FC Shana
- Full name: Football Club Shana
- Founded: 1999
- Manager: Edwige Vorbe
- Coach: Édouard Vorbe
- Website: http://fcshana.com/index.php/en/
| Home colours | Away colours |

= FC Shana =

Haitian football academy

FC Shana is a youth development association football academy in Haiti. It is one of the largest and most successful academies in the country.

==History==
FC Shana was originally started by the family of Haitian footballer Fabien Vorbe when he was five years old him, his cousins, and friends, but officially founded sometime around 1999. It was started to offer all levels of development and competition in football from ages 6 to 16 and also receives them from all social backgrounds and sometimes different nationalities.

==Values==
Shana stresses fair play.

==International competition==
Shana usually plays annually in Santo Domingo, the capital of neighboring Dominican Republic.
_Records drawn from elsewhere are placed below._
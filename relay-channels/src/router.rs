//! Inbound event routing.
//!
//! Each accepted message is turned into one completion call against the
//! sender's windowed history, and the reply is sent back to the sender.
//! Collaborator failures never propagate: they are logged and answered with
//! the configured apology.

use crate::completion::ChatCompletion;
use crate::error::RelayError;
use crate::message::{ChatTurn, InboundMessage, OutgoingContent};
use crate::session::SessionContext;
use crate::voice::VoicePipeline;
use relay_common::logging::generate_trace_id;
use std::future::Future;
use std::sync::Arc;
use std::time::{Duration, Instant};
use tracing::Instrument;

/// Number of trailing turns sent with each completion call.
pub const DEFAULT_HISTORY_WINDOW: usize = 10;

/// Upper bound on each collaborator call.
pub const DEFAULT_CALL_TIMEOUT: Duration = Duration::from_secs(60);

pub const DEFAULT_APOLOGY: &str = "⚠️ Sorry, something went wrong.";

/// Routes inbound messages of any session through the completion collaborator.
pub struct InboundRouter {
    completion: Arc<dyn ChatCompletion>,
    voice: Option<VoicePipeline>,
    apology: String,
    history_window: usize,
    call_timeout: Duration,
}

impl InboundRouter {
    pub fn new(completion: Arc<dyn ChatCompletion>) -> Self {
        Self {
            completion,
            voice: None,
            apology: DEFAULT_APOLOGY.to_string(),
            history_window: DEFAULT_HISTORY_WINDOW,
            call_timeout: DEFAULT_CALL_TIMEOUT,
        }
    }

    /// Enable voice notes: transcribe them and answer with synthesized audio.
    pub fn with_voice(mut self, voice: VoicePipeline) -> Self {
        self.voice = Some(voice);
        self
    }

    pub fn with_apology(mut self, apology: impl Into<String>) -> Self {
        self.apology = apology.into();
        self
    }

    pub fn with_history_window(mut self, window: usize) -> Self {
        self.history_window = window;
        self
    }

    pub fn with_call_timeout(mut self, timeout: Duration) -> Self {
        self.call_timeout = timeout;
        self
    }

    pub fn voice_enabled(&self) -> bool {
        self.voice.is_some()
    }

    pub fn apology(&self) -> &str {
        &self.apology
    }

    /// Whether a message should produce a reply at all.
    pub fn accepts(&self, message: &InboundMessage) -> bool {
        if message.from_me || message.is_group {
            return false;
        }
        if self.takes_voice(message) {
            return true;
        }
        !message.body.trim().is_empty()
    }

    fn takes_voice(&self, message: &InboundMessage) -> bool {
        self.voice.is_some() && message.is_voice_note()
    }

    /// Handle one inbound message for the given session.
    pub async fn handle(&self, ctx: &SessionContext, message: InboundMessage) {
        if !self.accepts(&message) {
            tracing::debug!(
                session_id = %ctx.id(),
                from_me = message.from_me,
                is_group = message.is_group,
                "Ignoring inbound message"
            );
            return;
        }

        let span = relay_common::message_span!(generate_trace_id(), ctx.id(), &message.from);
        self.route(ctx, &message).instrument(span).await;
    }

    async fn route(&self, ctx: &SessionContext, message: &InboundMessage) {
        let voice = self.voice.as_ref().filter(|_| message.is_voice_note());

        let text = match voice {
            Some(voice) => match self.transcribe(ctx, voice, message).await {
                Ok(text) => {
                    tracing::info!(chars = text.len(), "Voice note transcribed");
                    text
                }
                Err(e) => {
                    tracing::warn!(error = %e, "Voice note transcription failed");
                    self.send_apology(ctx, &message.from).await;
                    return;
                }
            },
            None => message.body.clone(),
        };

        let reply = match self.converse(ctx, &message.from, text).await {
            Ok(reply) => reply,
            Err(e) => {
                tracing::warn!(error = %e, "Completion failed");
                self.send_apology(ctx, &message.from).await;
                return;
            }
        };

        let content = match voice {
            Some(voice) => match self.bounded("synthesis", voice.synthesize(&reply)).await {
                Ok(media) => OutgoingContent::Media(media),
                Err(e) => {
                    tracing::warn!(error = %e, "Reply synthesis failed");
                    self.send_apology(ctx, &message.from).await;
                    return;
                }
            },
            None => OutgoingContent::Text(reply),
        };

        self.send(ctx, &message.from, content).await;
    }

    /// Append the user turn, complete, and append the reply, all under the
    /// user's lock. History reads and clears for this user wait until the
    /// turn finishes, at most `call_timeout`.
    async fn converse(
        &self,
        ctx: &SessionContext,
        user_id: &str,
        text: String,
    ) -> Result<String, RelayError> {
        let user = ctx.users().user(user_id).await;
        let mut state = user.lock().await;

        state.push(ChatTurn::user(text));
        let prompt = ctx.prompt().await;
        let context = state.context(&prompt, self.history_window);

        let started = Instant::now();
        let result = self
            .bounded("completion", async {
                self.completion.complete(&context).await.map_err(RelayError::from)
            })
            .await;
        let latency_ms = started.elapsed().as_millis() as u64;

        let reply = result?;
        tracing::info!(
            provider = self.completion.name(),
            latency_ms,
            turns = context.len(),
            "Reply generated"
        );

        state.push(ChatTurn::assistant(reply.clone()));
        Ok(reply)
    }

    async fn transcribe(
        &self,
        ctx: &SessionContext,
        voice: &VoicePipeline,
        message: &InboundMessage,
    ) -> Result<String, RelayError> {
        let media = self
            .bounded("media download", async {
                ctx.client()
                    .download_media(message)
                    .await
                    .map_err(RelayError::from)
            })
            .await?
            .ok_or_else(|| RelayError::Transcription("voice note has no media".into()))?;

        self.bounded("transcription", voice.transcribe(&media)).await
    }

    async fn bounded<T, F>(&self, operation: &'static str, call: F) -> Result<T, RelayError>
    where
        F: Future<Output = Result<T, RelayError>>,
    {
        match tokio::time::timeout(self.call_timeout, call).await {
            Ok(result) => result,
            Err(_) => Err(RelayError::Timeout {
                operation,
                secs: self.call_timeout.as_secs(),
            }),
        }
    }

    async fn send_apology(&self, ctx: &SessionContext, to: &str) {
        self.send(ctx, to, OutgoingContent::Text(self.apology.clone()))
            .await;
    }

    async fn send(&self, ctx: &SessionContext, to: &str, content: OutgoingContent) {
        let kind = match &content {
            OutgoingContent::Text(_) => "text",
            OutgoingContent::Media(_) => "media",
        };
        match ctx.client().send_message(to, content).await {
            Ok(()) => tracing::debug!(kind, "Reply sent"),
            Err(e) => {
                let err = RelayError::from(e);
                tracing::warn!(kind, error = %err, "Failed to send reply");
            }
        }
    }
}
In 2009, the U17 team won the Cayman Classic youth football tournament that consisted of U17 teams from Cayman Islands and Jamaica. The squad had just one seventeen-year-old.

In 2013, Shana participated in the Weston Cup & Showcase, an annual tournament in Florida, which had nearly 500 teams.

Shana participated in a competition at the West Orange Sports Complex from 22–25 January 2015. The U10 team won the tournament, while the U14 team finished third.

In 2016, Shana won the 2016 Weston Cup & Showcase in the Boys U17 Gold tournament during February 12–15.

Shana is one of the clubs to support the 2016 NYC Cup.